» Exercise aim: Show, from the entries below, every line in which "expected" appears.

» Data shown:
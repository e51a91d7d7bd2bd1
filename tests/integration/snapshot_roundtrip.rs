//! Full pipeline tests: scan, write, seal, read back

use crate::integration::test_utils::{list_dir, Fixture};
use fsbaseline::api::create_baseline;
use fsbaseline::config::ScanConfig;
use fsbaseline::snapshot::{read_snapshot, recheck, verify_seal};
use fsbaseline::tree::hasher::compute_content_hash;
use std::fs;

/// Test the single-file scenario end to end
#[test]
fn test_notes_txt_end_to_end() {
    let fixture = Fixture::new();
    let notes = fixture.file("notes.txt", b"hello");
    let output = fixture.output("baseline.csv");

    let report = create_baseline(&fixture.root(), &output, &ScanConfig::default()).unwrap();

    let expected = format!(
        "File Path,Filename,SHA256 Hash\r\n{},notes.txt,{}\r\n",
        notes.display(),
        "2cf24dba5fb0a30e26e83b2ac5b9e29e1b161e5c1fa7425e73043362938b9824"
    );
    let written = fs::read(report.sealed_path()).unwrap();
    assert_eq!(written, expected.as_bytes());

    let prefix = &hex::encode(compute_content_hash(expected.as_bytes()).as_bytes())[..8];
    assert_eq!(
        list_dir(output.parent().unwrap()),
        vec![format!("baseline_{}.csv", prefix)]
    );
}

/// Test that an empty root still produces a sealed, header-only snapshot
#[test]
fn test_empty_tree_is_sealed() {
    let fixture = Fixture::new();
    let output = fixture.output("empty.csv");

    let report = create_baseline(&fixture.root(), &output, &ScanConfig::default()).unwrap();

    assert_eq!(report.records, 0);
    assert_eq!(
        fs::read(report.sealed_path()).unwrap(),
        b"File Path,Filename,SHA256 Hash\r\n"
    );
    assert!(!output.exists());
}

/// Test that a sealed snapshot reads back into the same records and rechecks clean
#[test]
fn test_read_back_and_recheck() {
    let fixture = Fixture::new();
    fixture.file("a.txt", b"alpha");
    fixture.file("nested/b, with comma.txt", b"beta");
    fixture.file("nested/deeper/c.bin", &[0u8, 1, 2, 255]);
    let output = fixture.output("baseline.csv");

    let report = create_baseline(&fixture.root(), &output, &ScanConfig::default()).unwrap();
    let records = read_snapshot(report.sealed_path()).unwrap();

    assert_eq!(records.len(), 3);
    assert!(records.iter().any(|r| r.name == "b, with comma.txt"));
    assert!(verify_seal(report.sealed_path()).unwrap().is_intact());

    let clean = recheck(&records, 4096);
    assert_eq!(clean.unchanged(), 3);
    assert!(clean.is_clean());

    fs::write(fixture.root().join("a.txt"), b"changed").unwrap();
    fs::remove_file(fixture.root().join("nested/deeper/c.bin")).unwrap();
    let drifted = recheck(&records, 4096);
    assert_eq!(drifted.unchanged(), 1);
    assert_eq!(drifted.drifted(), 2);
}

/// Test that unreadable files keep their row with an empty digest
#[cfg(unix)]
#[test]
fn test_unreadable_file_recorded_without_digest() {
    use std::os::unix::fs::PermissionsExt;

    let fixture = Fixture::new();
    fixture.file("open.txt", b"open");
    let secret = fixture.file("secret.txt", b"secret");
    fs::set_permissions(&secret, fs::Permissions::from_mode(0o000)).unwrap();
    // Privileged users read through permission bits
    let readable = fs::File::open(&secret).is_ok();

    let report =
        create_baseline(&fixture.root(), &fixture.output("b.csv"), &ScanConfig::default())
            .unwrap();
    fs::set_permissions(&secret, fs::Permissions::from_mode(0o644)).unwrap();

    assert_eq!(report.records, 2);
    if !readable {
        assert_eq!(report.unreadable, vec![secret.clone()]);
        let text = fs::read_to_string(report.sealed_path()).unwrap();
        assert!(text.contains(&format!("{},secret.txt,\r\n", secret.display())));
        let records = read_snapshot(report.sealed_path()).unwrap();
        assert!(records.iter().any(|r| r.name == "secret.txt" && r.digest.is_none()));
    }
}

/// Test that a non-UTF-8 name is reported at scan time and does not read as drift
#[cfg(unix)]
#[test]
fn test_non_utf8_name_round_trip() {
    use fsbaseline::snapshot::RecheckStatus;
    use std::ffi::OsStr;
    use std::os::unix::ffi::OsStrExt;

    let fixture = Fixture::new();
    let odd = fixture.root().join(OsStr::from_bytes(b"bad\xffname.txt"));
    fs::write(&odd, b"odd").unwrap();
    fixture.file("plain.txt", b"plain");

    let report =
        create_baseline(&fixture.root(), &fixture.output("b.csv"), &ScanConfig::default())
            .unwrap();
    assert_eq!(report.lossy_paths, vec![odd]);

    let records = read_snapshot(report.sealed_path()).unwrap();
    let checked = recheck(&records, 4096);

    assert_eq!(checked.unchanged(), 1);
    assert_eq!(checked.drifted(), 0);
    assert!(checked
        .entries
        .iter()
        .any(|e| e.status == RecheckStatus::Unrepresentable));
    assert!(checked.is_clean());
}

» Exercise answer:
    let expected = format!(
    assert_eq!(written, expected.as_bytes());
    let prefix = &hex::encode(compute_content_hash(expected.as_bytes()).as_bytes())[..8];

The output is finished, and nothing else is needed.